Tusculum College students to provide a day of service in the community as part of campus tradition

Tusculum College students will demonstrate the college’s commitment to both learning and serving on Tuesday, Sept. 15, as they spend a day helping others and improving the community.

All freshmen and first-year transfer students will participate in Nettie Fowler McCormick Service Day as part of the Tusculum Experience course. Many other students, faculty, staff and alumni have also made plans to volunteer. Nettie Fowler McCormick Service Day is one of the longest-held traditions on the Tusculum campus and involves students spending time in service to others. Some of the projects that the students will undertake include working with local non-profit organizations and schools.

“Community engagement is a key element of the Tusculum College experience,” said Ronda Gentry, director of the Center for Civic Advancement and coordinator of the event. “Nettie Day serves as an introduction to our new students and a reminder to our entire community of the importance and value of community involvmenet.”
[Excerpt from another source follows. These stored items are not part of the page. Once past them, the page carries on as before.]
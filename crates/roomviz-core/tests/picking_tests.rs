// Host-side tests for ray picking and camera ray construction.

use glam::{Vec2, Vec3};
use roomviz_core::{
    pick_floor, pick_object, ray_aabb, Camera, Dimensions, FurnitureKind, ObjectId,
    PlaceableObject, Ray,
};

fn unit_box(id: u32) -> PlaceableObject {
    PlaceableObject::new(
        ObjectId(id),
        FurnitureKind::Box,
        Dimensions::new(1.0, 1.0, 1.0),
        [0.5, 0.5, 0.5],
    )
}

#[test]
fn ray_aabb_hits_front_face() {
    let ray = Ray::new(Vec3::new(0.0, 0.5, 5.0), Vec3::NEG_Z);
    let t = ray_aabb(&ray, Vec3::splat(-0.5), Vec3::splat(0.5)).unwrap();
    assert!((t - 4.5).abs() < 1e-5);
}

#[test]
fn ray_aabb_misses_beside_and_behind() {
    let beside = Ray::new(Vec3::new(2.0, 0.0, 5.0), Vec3::NEG_Z);
    assert!(ray_aabb(&beside, Vec3::splat(-0.5), Vec3::splat(0.5)).is_none());
    let away = Ray::new(Vec3::new(0.0, 0.0, 5.0), Vec3::Z);
    assert!(ray_aabb(&away, Vec3::splat(-0.5), Vec3::splat(0.5)).is_none());
}

#[test]
fn ray_aabb_from_inside_returns_exit() {
    let ray = Ray::new(Vec3::ZERO, Vec3::X);
    let t = ray_aabb(&ray, Vec3::splat(-0.5), Vec3::splat(0.5)).unwrap();
    assert!((t - 0.5).abs() < 1e-5);
}

#[test]
fn nearest_object_wins() {
    let small = unit_box(1);
    // deeper box reaches closer to a ray coming down +z
    let deep = PlaceableObject::new(
        ObjectId(2),
        FurnitureKind::Box,
        Dimensions::new(1.0, 1.0, 3.0),
        [0.5, 0.5, 0.5],
    );
    let ray = Ray::new(Vec3::new(0.0, 0.5, 10.0), Vec3::NEG_Z);
    let hit = pick_object(&ray, &[small.clone(), deep.clone()]).unwrap();
    assert_eq!(hit.id, ObjectId(2));
    assert!((hit.distance - 8.5).abs() < 1e-5);
    let hit = pick_object(&ray, &[deep, small]).unwrap();
    assert_eq!(hit.id, ObjectId(2));
}

#[test]
fn equal_distance_keeps_the_earlier_object() {
    let ray = Ray::new(Vec3::new(0.0, 0.5, 10.0), Vec3::NEG_Z);
    let hit = pick_object(&ray, &[unit_box(4), unit_box(9)]).unwrap();
    assert_eq!(hit.id, ObjectId(4));
    assert!((hit.point.z - 0.5).abs() < 1e-5);
}

#[test]
fn pick_object_reports_distance_and_point() {
    let objects = [unit_box(7)];
    let ray = Ray::new(Vec3::new(0.2, 10.0, -0.1), Vec3::NEG_Y);
    let hit = pick_object(&ray, &objects).unwrap();
    assert_eq!(hit.id, ObjectId(7));
    assert!((hit.distance - 9.0).abs() < 1e-5);
    assert!((hit.point - Vec3::new(0.2, 1.0, -0.1)).length() < 1e-5);
}

#[test]
fn pick_object_on_empty_scene_is_none() {
    let ray = Ray::new(Vec3::new(0.0, 10.0, 0.0), Vec3::NEG_Y);
    assert!(pick_object(&ray, &Vec::<PlaceableObject>::new()).is_none());
}

#[test]
fn floor_hit_projects_to_y_zero() {
    let ray = Ray::new(Vec3::new(1.0, 4.0, -2.0), Vec3::new(1.0, -2.0, 0.0));
    let p = pick_floor(&ray).unwrap();
    assert_eq!(p.y, 0.0);
    assert!((p.x - 3.0).abs() < 1e-5);
    assert!((p.z + 2.0).abs() < 1e-5);
}

#[test]
fn floor_parallel_or_behind_is_none() {
    let level = Ray::new(Vec3::new(0.0, 1.0, 0.0), Vec3::X);
    assert!(pick_floor(&level).is_none());
    let up = Ray::new(Vec3::new(0.0, 1.0, 0.0), Vec3::Y);
    assert!(pick_floor(&up).is_none());
}

#[test]
fn ray_direction_is_normalized() {
    let ray = Ray::new(Vec3::ZERO, Vec3::new(3.0, 0.0, 4.0));
    assert!((ray.dir.length() - 1.0).abs() < 1e-6);
    assert_eq!(ray.at(5.0), Vec3::new(3.0, 0.0, 4.0));
}

fn test_camera() -> Camera {
    Camera {
        eye: Vec3::new(0.0, 0.0, 5.0),
        target: Vec3::ZERO,
        up: Vec3::Y,
        aspect: 1.0,
        fovy_radians: std::f32::consts::FRAC_PI_2,
        znear: 0.1,
        zfar: 100.0,
    }
}

#[test]
fn center_ray_points_at_target() {
    let cam = test_camera();
    let ray = cam.ray_through_ndc(Vec2::ZERO);
    assert_eq!(ray.origin, cam.eye);
    assert!((ray.dir - Vec3::NEG_Z).length() < 1e-4, "{:?}", ray.dir);
    assert!((cam.forward() - Vec3::NEG_Z).length() < 1e-6);
}

#[test]
fn corner_rays_follow_the_frustum() {
    // 90 degree fov: the right edge of the screen is 45 degrees off axis
    let cam = test_camera();
    let right = cam.ray_through_ndc(Vec2::new(1.0, 0.0));
    assert!(right.dir.x > 0.0);
    assert!((right.dir.x + right.dir.z).abs() < 1e-3, "{:?}", right.dir);
    let up = cam.ray_through_ndc(Vec2::new(0.0, 1.0));
    assert!(up.dir.y > 0.0);
    assert!((up.dir.y + up.dir.z).abs() < 1e-3, "{:?}", up.dir);
}

#[test]
fn camera_ray_picks_object_in_view() {
    let cam = test_camera();
    let objects = [unit_box(3)];
    // box spans y 0..1; aim slightly above the screen center
    let ray = cam.ray_through_ndc(Vec2::new(0.0, 0.1));
    let hit = pick_object(&ray, &objects).unwrap();
    assert_eq!(hit.id, ObjectId(3));
}

#[test]
fn projection_inverts_the_camera_ray() {
    let cam = test_camera();
    let ndc = cam.project_to_ndc(Vec3::ZERO).unwrap();
    assert!(ndc.length() < 1e-5);
    // 90 degree fov: a point at 45 degrees lands on the right edge
    let edge = cam.project_to_ndc(Vec3::new(2.0, 0.0, 3.0)).unwrap();
    assert!((edge.x - 1.0).abs() < 1e-4 && edge.y.abs() < 1e-5, "{:?}", edge);

    let ray = cam.ray_through_ndc(Vec2::new(0.3, -0.4));
    let p = cam.project_to_ndc(ray.at(7.0)).unwrap();
    assert!((p - Vec2::new(0.3, -0.4)).length() < 1e-3, "{:?}", p);
}

#[test]
fn points_behind_the_eye_do_not_project() {
    let cam = test_camera();
    assert!(cam.project_to_ndc(Vec3::new(0.0, 0.0, 9.0)).is_none());
    assert!(cam.project_to_ndc(Vec3::new(0.0, 0.0, 5.0)).is_none());
}
//! Snap resolver: grid quantization, neighbor edge/center alignment and the
//! room boundary clamp.
//!
//! All functions work on floor-plane coordinates where `Vec2::x` is world x
//! and `Vec2::y` is world z.

use crate::constants::NEIGHBOR_SNAP_THRESHOLD;
use crate::room::Room;
use crate::units::Unit;
use glam::Vec2;

/// How competing neighbor candidates on one axis are resolved.
#[derive(Clone, Copy, Debug, Default, PartialEq, Eq)]
pub enum TieBreak {
    /// Neighbors are visited in placement order and every candidate within
    /// the threshold overwrites the previous decision.
    #[default]
    LastMatch,
    /// The candidate closest to the grid-snapped coordinate wins.
    Nearest,
}

#[derive(Clone, Copy, Debug, PartialEq)]
pub struct SnapConfig {
    pub enabled: bool,
    grid_increment: f32,
    pub neighbor_threshold: f32,
    pub tie_break: TieBreak,
}

impl Default for SnapConfig {
    fn default() -> Self {
        Self {
            enabled: false,
            grid_increment: Unit::Metric.grid_increment(),
            neighbor_threshold: NEIGHBOR_SNAP_THRESHOLD,
            tie_break: TieBreak::LastMatch,
        }
    }
}

impl SnapConfig {
    #[inline]
    pub fn grid_increment(&self) -> f32 {
        self.grid_increment
    }

    /// Returns false and keeps the current step when `increment` is not a
    /// finite positive number.
    pub fn set_grid_increment(&mut self, increment: f32) -> bool {
        if increment.is_finite() && increment > 0.0 {
            self.grid_increment = increment;
            true
        } else {
            false
        }
    }

    pub fn set_unit(&mut self, unit: Unit) {
        self.grid_increment = unit.grid_increment();
    }
}

/// Footprint of another placed object as seen by the dragged one.
#[derive(Clone, Copy, Debug, PartialEq)]
pub struct Neighbor {
    pub center: Vec2,
    pub half: Vec2,
}

#[inline]
pub fn grid_snap(value: f32, increment: f32) -> f32 {
    (value / increment).round() * increment
}

#[inline]
pub fn grid_snap_xz(p: Vec2, increment: f32) -> Vec2 {
    Vec2::new(grid_snap(p.x, increment), grid_snap(p.y, increment))
}

/// Edge candidates on one axis followed by the center candidate.
#[inline]
fn axis_candidates(center: f32, neighbor_half: f32, dragged_half: f32) -> [f32; 3] {
    let reach = neighbor_half + dragged_half;
    [center - reach, center + reach, center]
}

fn snap_axis_last_match(mut v: f32, candidates: [f32; 3], threshold: f32) -> f32 {
    let [low, high, center] = candidates;
    if (v - low).abs() < threshold {
        v = low;
    } else if (v - high).abs() < threshold {
        v = high;
    }
    if (v - center).abs() < threshold {
        v = center;
    }
    v
}

/// Align `p` to the edges or centers of `neighbors`.
pub fn neighbor_snap<I>(
    p: Vec2,
    dragged_half: Vec2,
    neighbors: I,
    threshold: f32,
    tie_break: TieBreak,
) -> Vec2
where
    I: IntoIterator<Item = Neighbor>,
{
    match tie_break {
        TieBreak::LastMatch => {
            let mut out = p;
            for n in neighbors {
                out.x = snap_axis_last_match(
                    out.x,
                    axis_candidates(n.center.x, n.half.x, dragged_half.x),
                    threshold,
                );
                out.y = snap_axis_last_match(
                    out.y,
                    axis_candidates(n.center.y, n.half.y, dragged_half.y),
                    threshold,
                );
            }
            out
        }
        TieBreak::Nearest => {
            let mut best_x: Option<(f32, f32)> = None;
            let mut best_z: Option<(f32, f32)> = None;
            let consider = |best: &mut Option<(f32, f32)>, v: f32, c: f32| {
                let dist = (v - c).abs();
                if dist < threshold && best.map_or(true, |(d, _)| dist < d) {
                    *best = Some((dist, c));
                }
            };
            for n in neighbors {
                for c in axis_candidates(n.center.x, n.half.x, dragged_half.x) {
                    consider(&mut best_x, p.x, c);
                }
                for c in axis_candidates(n.center.y, n.half.y, dragged_half.y) {
                    consider(&mut best_z, p.y, c);
                }
            }
            Vec2::new(
                best_x.map_or(p.x, |(_, c)| c),
                best_z.map_or(p.y, |(_, c)| c),
            )
        }
    }
}

/// Keep a footprint inside the walls. An axis where the object is wider
/// than the room pins it to the room center.
pub fn clamp_to_room(p: Vec2, half: Vec2, room: &Room) -> Vec2 {
    let limit = room.half_floor() - half;
    let clamp_axis = |v: f32, lim: f32| if lim < 0.0 { 0.0 } else { v.clamp(-lim, lim) };
    Vec2::new(clamp_axis(p.x, limit.x), clamp_axis(p.y, limit.y))
}

/// Full pipeline for one drag update: grid snap, neighbor snap (both only
/// when enabled), then the boundary clamp.
pub fn resolve<I>(
    provisional: Vec2,
    dragged_half: Vec2,
    neighbors: I,
    config: &SnapConfig,
    room: &Room,
) -> Vec2
where
    I: IntoIterator<Item = Neighbor>,
{
    let mut p = provisional;
    if config.enabled {
        p = grid_snap_xz(p, config.grid_increment);
        p = neighbor_snap(
            p,
            dragged_half,
            neighbors,
            config.neighbor_threshold,
            config.tie_break,
        );
    }
    clamp_to_room(p, dragged_half, room)
}
//! Orbit/pan/zoom camera controls.
//!
//! The rig is handed an [`InteractionGate`] when it is built and refuses
//! every user gesture while the gate reports an active placement
//! interaction.

use crate::constants::{
    CAMERA_FOVY_DEG, CAMERA_ZFAR, CAMERA_ZNEAR, FRAME_DISTANCE_FACTOR, FRAME_HEIGHT_FACTOR,
    ORBIT_PAN_SPEED, ORBIT_POLAR_MAX, ORBIT_POLAR_MIN, ORBIT_ROTATE_SPEED, ORBIT_ZOOM_STEP,
};
use crate::input::{InteractionGate, PointerButton};
use crate::picking::Ray;
use crate::room::Room;
use crate::state::Camera;
use glam::{Vec2, Vec3};
use std::rc::Rc;

#[derive(Clone, Copy, Debug, PartialEq, Eq)]
pub enum OrbitMode {
    Rotate,
    Pan,
}

#[derive(Clone, Copy, Debug)]
struct Gesture {
    mode: OrbitMode,
    last: Vec2,
}

pub struct CameraRig {
    camera: Camera,
    gate: Rc<dyn InteractionGate>,
    gesture: Option<Gesture>,
    // orbit look-at point; pans move the target away from it until the next rotate
    focus: Vec3,
}

impl CameraRig {
    pub fn new(aspect: f32, gate: Rc<dyn InteractionGate>) -> Self {
        let focus = Room::default().focus();
        Self {
            camera: Camera {
                eye: Vec3::new(8.0, 6.0, 8.0),
                target: focus,
                up: Vec3::Y,
                aspect,
                fovy_radians: CAMERA_FOVY_DEG.to_radians(),
                znear: CAMERA_ZNEAR,
                zfar: CAMERA_ZFAR,
            },
            gate,
            gesture: None,
            focus,
        }
    }

    #[inline]
    pub fn camera(&self) -> &Camera {
        &self.camera
    }

    pub fn set_aspect(&mut self, aspect: f32) {
        if aspect.is_finite() && aspect > 0.0 {
            self.camera.aspect = aspect;
        }
    }

    #[inline]
    pub fn ray(&self, ndc: Vec2) -> Ray {
        self.camera.ray_through_ndc(ndc)
    }

    #[inline]
    pub fn is_blocked(&self) -> bool {
        self.gate.is_interaction_active()
    }

    #[inline]
    pub fn gesture(&self) -> Option<OrbitMode> {
        self.gesture.map(|g| g.mode)
    }

    /// Place the eye on the diagonal so the whole room is in view.
    pub fn frame_room(&mut self, room: &Room) {
        let d = room.max_extent() * FRAME_DISTANCE_FACTOR;
        self.camera.eye = Vec3::new(d, d * FRAME_HEIGHT_FACTOR, d);
        self.focus = room.focus();
        self.camera.target = self.focus;
    }

    /// Start rotating (primary button) or panning (secondary button).
    pub fn begin(&mut self, button: PointerButton, at: Vec2) -> bool {
        if self.is_blocked() {
            return false;
        }
        let mode = match button {
            PointerButton::Primary => OrbitMode::Rotate,
            PointerButton::Secondary => OrbitMode::Pan,
            PointerButton::Other => return false,
        };
        self.gesture = Some(Gesture { mode, last: at });
        true
    }

    pub fn drag(&mut self, at: Vec2) -> bool {
        if self.is_blocked() {
            return false;
        }
        let Some(g) = self.gesture else {
            return false;
        };
        let delta = at - g.last;
        match g.mode {
            OrbitMode::Rotate => self.rotate(delta),
            OrbitMode::Pan => self.pan(delta),
        }
        self.gesture = Some(Gesture { last: at, ..g });
        true
    }

    /// Returns whether a gesture was in progress.
    pub fn end(&mut self) -> bool {
        self.gesture.take().is_some()
    }

    /// Wheel zoom along the eye direction; positive `delta_y` moves away.
    pub fn zoom(&mut self, delta_y: f32) -> bool {
        if self.is_blocked() || delta_y == 0.0 {
            return false;
        }
        let dir = self.camera.eye.normalize_or_zero();
        if delta_y > 0.0 {
            self.camera.eye += dir * ORBIT_ZOOM_STEP;
        } else {
            self.camera.eye -= dir * ORBIT_ZOOM_STEP;
        }
        true
    }

    fn rotate(&mut self, delta: Vec2) {
        let eye = self.camera.eye;
        let radius = eye.length();
        if radius <= f32::EPSILON {
            return;
        }
        let mut theta = eye.x.atan2(eye.z);
        let mut phi = (eye.y / radius).clamp(-1.0, 1.0).acos();
        theta -= delta.x * ORBIT_ROTATE_SPEED;
        phi = (phi + delta.y * ORBIT_ROTATE_SPEED).clamp(ORBIT_POLAR_MIN, ORBIT_POLAR_MAX);
        self.camera.eye = Vec3::new(
            radius * phi.sin() * theta.sin(),
            radius * phi.cos(),
            radius * phi.sin() * theta.cos(),
        );
        self.camera.target = self.focus;
    }

    fn pan(&mut self, delta: Vec2) {
        let right = self.camera.forward().cross(Vec3::Y).normalize_or_zero();
        let shift = right * (-delta.x * ORBIT_PAN_SPEED) + Vec3::Y * (delta.y * ORBIT_PAN_SPEED);
        self.camera.eye += shift;
        self.camera.target += shift;
    }
}
use crate::dom;
use crate::input::{key_command, KeyCommand};
use crate::ui;
use roomviz_core::PlacementEngine;
use std::cell::{Cell, RefCell};
use std::rc::Rc;
use wasm_bindgen::JsCast;
use web_sys as web;

pub fn handle_global_keydown(
    ev: &web::KeyboardEvent,
    engine: &Rc<RefCell<PlacementEngine>>,
    axis_visible: &Cell<bool>,
) {
    // Backspace in a size field must edit the field, not delete furniture
    if dom::is_editing_text(ev) {
        return;
    }
    let Some(cmd) = key_command(&ev.key()) else {
        return;
    };
    match cmd {
        KeyCommand::RemoveSelected => {
            ui::remove_selected(engine);
            ev.prevent_default();
        }
        KeyCommand::ToggleSnap => {
            let on = engine.borrow_mut().toggle_snap();
            ui::refresh_snap_button(on);
        }
        KeyCommand::ToggleAxis => {
            ui::toggle_axis(axis_visible);
        }
        KeyCommand::ClearSelection => {
            engine.borrow_mut().clear_selection();
            log::info!("[keys] selection cleared");
        }
    }
}

pub fn wire_global_keydown(engine: Rc<RefCell<PlacementEngine>>, axis_visible: Rc<Cell<bool>>) {
    if let Some(window) = web::window() {
        let closure =
            wasm_bindgen::closure::Closure::wrap(Box::new(move |ev: web::KeyboardEvent| {
                handle_global_keydown(&ev, &engine, &axis_visible);
            }) as Box<dyn FnMut(_)>);
        _ = window.add_event_listener_with_callback("keydown", closure.as_ref().unchecked_ref());
        closure.forget();
    }
}
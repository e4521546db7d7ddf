//! Measurement units.
//!
//! Everything inside the engine is stored in meters. `Unit` only decides how
//! lengths are typed in and shown, and which grid increment snapping uses.

use crate::constants::{IMPERIAL_GRID_INCREMENT_FT, METRIC_GRID_INCREMENT};
use crate::error::{PlacementError, Result};
use std::fmt;
use std::str::FromStr;

pub const METERS_PER_FOOT: f32 = 0.3048;
pub const INCHES_PER_METER: f32 = 39.3701;

#[derive(Clone, Copy, Debug, Default, PartialEq, Eq)]
pub enum Unit {
    #[default]
    Metric,
    Imperial,
}

impl Unit {
    /// Convert a value typed in this unit into meters.
    pub fn to_meters(self, value: f32) -> f32 {
        match self {
            Unit::Metric => value,
            Unit::Imperial => feet_to_meters(value),
        }
    }

    /// Convert meters into this unit's native value.
    pub fn from_meters(self, meters: f32) -> f32 {
        match self {
            Unit::Metric => meters,
            Unit::Imperial => meters / METERS_PER_FOOT,
        }
    }

    /// Grid step used by snapping, in meters.
    pub fn grid_increment(self) -> f32 {
        match self {
            Unit::Metric => METRIC_GRID_INCREMENT,
            Unit::Imperial => feet_to_meters(IMPERIAL_GRID_INCREMENT_FT),
        }
    }

    pub fn label(self) -> &'static str {
        match self {
            Unit::Metric => "meters",
            Unit::Imperial => "feet",
        }
    }

    /// Parse a user-entered length in this unit and return meters.
    pub fn parse_length(self, input: &str) -> Result<f32> {
        let trimmed = input.trim();
        let value: f32 = trimmed
            .parse()
            .map_err(|_| PlacementError::InvalidLength(trimmed.to_string()))?;
        if !value.is_finite() || value <= 0.0 {
            return Err(PlacementError::InvalidLength(trimmed.to_string()));
        }
        Ok(self.to_meters(value))
    }

    /// Human readable length, e.g. `2.5m` or `8' 2"`.
    pub fn format_length(self, meters: f32) -> String {
        match self {
            Unit::Metric => format!("{:.1}m", meters),
            Unit::Imperial => {
                let fi = FeetInches::from_meters(meters);
                format!("{}{}' {}\"", if fi.negative { "-" } else { "" }, fi.feet, fi.inches)
            }
        }
    }
}

impl fmt::Display for Unit {
    fn fmt(&self, f: &mut fmt::Formatter<'_>) -> fmt::Result {
        f.write_str(self.label())
    }
}

impl FromStr for Unit {
    type Err = PlacementError;

    fn from_str(s: &str) -> Result<Self> {
        match s.trim().to_ascii_lowercase().as_str() {
            "m" | "meters" | "metric" => Ok(Unit::Metric),
            "ft" | "feet" | "imperial" => Ok(Unit::Imperial),
            other => Err(PlacementError::InvalidLength(format!("unknown unit {other}"))),
        }
    }
}

#[inline]
pub fn feet_to_meters(feet: f32) -> f32 {
    feet * METERS_PER_FOOT
}

/// A length split into whole feet and rounded inches.
#[derive(Clone, Copy, Debug, PartialEq, Eq)]
pub struct FeetInches {
    pub negative: bool,
    pub feet: u32,
    pub inches: u32,
}

impl FeetInches {
    pub fn from_meters(meters: f32) -> Self {
        let total_inches = meters.abs() * INCHES_PER_METER;
        let mut feet = (total_inches / 12.0).floor() as u32;
        let mut inches = (total_inches % 12.0).round() as u32;
        // 11.6" rounds up to a full foot
        if inches == 12 {
            feet += 1;
            inches = 0;
        }
        Self {
            negative: meters < 0.0 && (feet > 0 || inches > 0),
            feet,
            inches,
        }
    }
}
This year, Nettie Day will be part of the Orange Rush activities on campus, which include a variety of activities to engage new students and encourage them to get involved on campus and in the community. Service activities will be conducted at all the Tusculum sites and campus, including Greeneville, Knoxville, Morristown and Kingsport.

Nettie Fowler McCormick Service Day, which is conducted under the auspices of the Center for Civic Advancement, honors the memory and altruistic way of life of Nettie Fowler McCormick, widow of reaper inventor Cyrus McCormick, who was a 19th century supporter and advocate of Tusculum College. The McCormicks, staunch Presbyterians from Chicago, learned of Tusculum College through Tusculum graduates who attended their McCormick Theological Seminary in Chicago and became some of the most significant donors in the college’s history.

Nettie McCormick is recognized as the college’s first Benefactor, a term that in Tusculum usage denotes a donor whose cumulative gifts total at least $1 million. Nettie McCormick funded construction of several of Tusculum’s historic structures, including Haynes Hall, Rankin Hall, Welty-Craig Hall, Virginia Hall and McCormick Hall, which is named after the McCormick family.

McCormick Day, now often informally called Nettie Day at the college, began as a day of cleaning the campus in reflection of Nettie McCormick’s insistence on clean living environments. The day has evolved to take on a more generalized community service emphasis.